START Material for this exercise

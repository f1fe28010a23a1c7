// src/framing.rs

//! Wire framing: `base64(zlib(json)) + 0x04`.
//!
//! Every [`Packet`](crate::message::Packet) is JSON-encoded, deflated,
//! base64-encoded, then terminated with a single EOT byte so a stream
//! reader can find frame boundaries without a length prefix.

use crate::errors::{NetworkError, Result};
use crate::message::Packet;
use base64::engine::general_purpose::STANDARD as BASE64;
use base64::Engine;
use flate2::read::ZlibDecoder;
use flate2::write::ZlibEncoder;
use flate2::Compression;
use std::io::{Read, Write};

/// Marks the end of a frame on the wire
pub const EOT: u8 = 0x04;

/// Encodes a packet into a complete wire frame, EOT byte included
pub fn encode(packet: &Packet) -> Result<Vec<u8>> {
    let json = serde_json::to_vec(packet)?;

    let mut encoder = ZlibEncoder::new(Vec::new(), Compression::new(6));
    encoder.write_all(&json)?;
    let compressed = encoder.finish()?;

    let mut framed = BASE64.encode(compressed).into_bytes();
    framed.push(EOT);
    Ok(framed)
}

/// Decodes a single frame body (base64 text, EOT already stripped)
pub fn decode(frame: &[u8]) -> Result<Packet> {
    let compressed = BASE64
        .decode(frame)
        .map_err(|e| NetworkError::Base64(e.to_string()))?;

    let mut decoder = ZlibDecoder::new(&compressed[..]);
    let mut json = Vec::new();
    decoder.read_to_end(&mut json)?;

    Ok(serde_json::from_slice(&json)?)
}

/// Accumulates bytes from a stream and yields complete packets as EOT
/// markers arrive
#[derive(Default)]
pub struct FrameReader {
    buffer: Vec<u8>,
}

impl FrameReader {
    /// Creates an empty reader
    pub fn new() -> Self {
        Self::default()
    }

    /// Appends newly-read bytes to the internal buffer
    pub fn push(&mut self, bytes: &[u8]) {
        self.buffer.extend_from_slice(bytes);
    }

    /// Pops and decodes the next complete frame, if one is buffered
    pub fn next_frame(&mut self) -> Option<Result<Packet>> {
        let pos = self.buffer.iter().position(|b| *b == EOT)?;
        let frame: Vec<u8> = self.buffer.drain(..=pos).collect();
        Some(decode(&frame[..frame.len() - 1]))
    }
}

#[cfg(test)]
mod tests {
    use super::*;
    use crate::message::Packet;

    #[test]
    fn test_roundtrip() {
        let packet = Packet::HandshakeChallenge {
            challenge: "abc123".to_string(),
        };
        let framed = encode(&packet).unwrap();
        assert_eq!(*framed.last().unwrap(), EOT);

        let decoded = decode(&framed[..framed.len() - 1]).unwrap();
        match decoded {
            Packet::HandshakeChallenge { challenge } => assert_eq!(challenge, "abc123"),
            _ => panic!("wrong variant"),
        }
    }

    #[test]
    fn test_frame_reader_single_chunk() {
        let packet = Packet::HandshakeChallenge {
            challenge: "xyz".to_string(),
        };
        let framed = encode(&packet).unwrap();

        let mut reader = FrameReader::new();
        reader.push(&framed);

        assert!(reader.next_frame().is_some());
        assert!(reader.next_frame().is_none());
    }

    #[test]
    fn test_frame_reader_split_across_pushes() {
        let packet = Packet::HandshakeChallenge {
            challenge: "split".to_string(),
        };
        let framed = encode(&packet).unwrap();
        let (first, second) = framed.split_at(framed.len() / 2);

        let mut reader = FrameReader::new();
        reader.push(first);
        assert!(reader.next_frame().is_none());

        reader.push(second);
        assert!(reader.next_frame().is_some());
    }

    #[test]
    fn test_frame_reader_two_packets_one_push() {
        let a = encode(&Packet::HandshakeChallenge {
            challenge: "a".to_string(),
        })
        .unwrap();
        let b = encode(&Packet::HandshakeChallenge {
            challenge: "b".to_string(),
        })
        .unwrap();

        let mut reader = FrameReader::new();
        reader.push(&a);
        reader.push(&b);

        assert!(reader.next_frame().is_some());
        assert!(reader.next_frame().is_some());
        assert!(reader.next_frame().is_none());
    }

    #[test]
    fn test_decode_rejects_garbage() {
        let result = decode(b"not valid base64 at all!!!");
        assert!(result.is_err());
    }
}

END Material for this exercise

### Your goal
The answer should consist only of the number of lines above in which "second" appears.

### Output of the exercise
2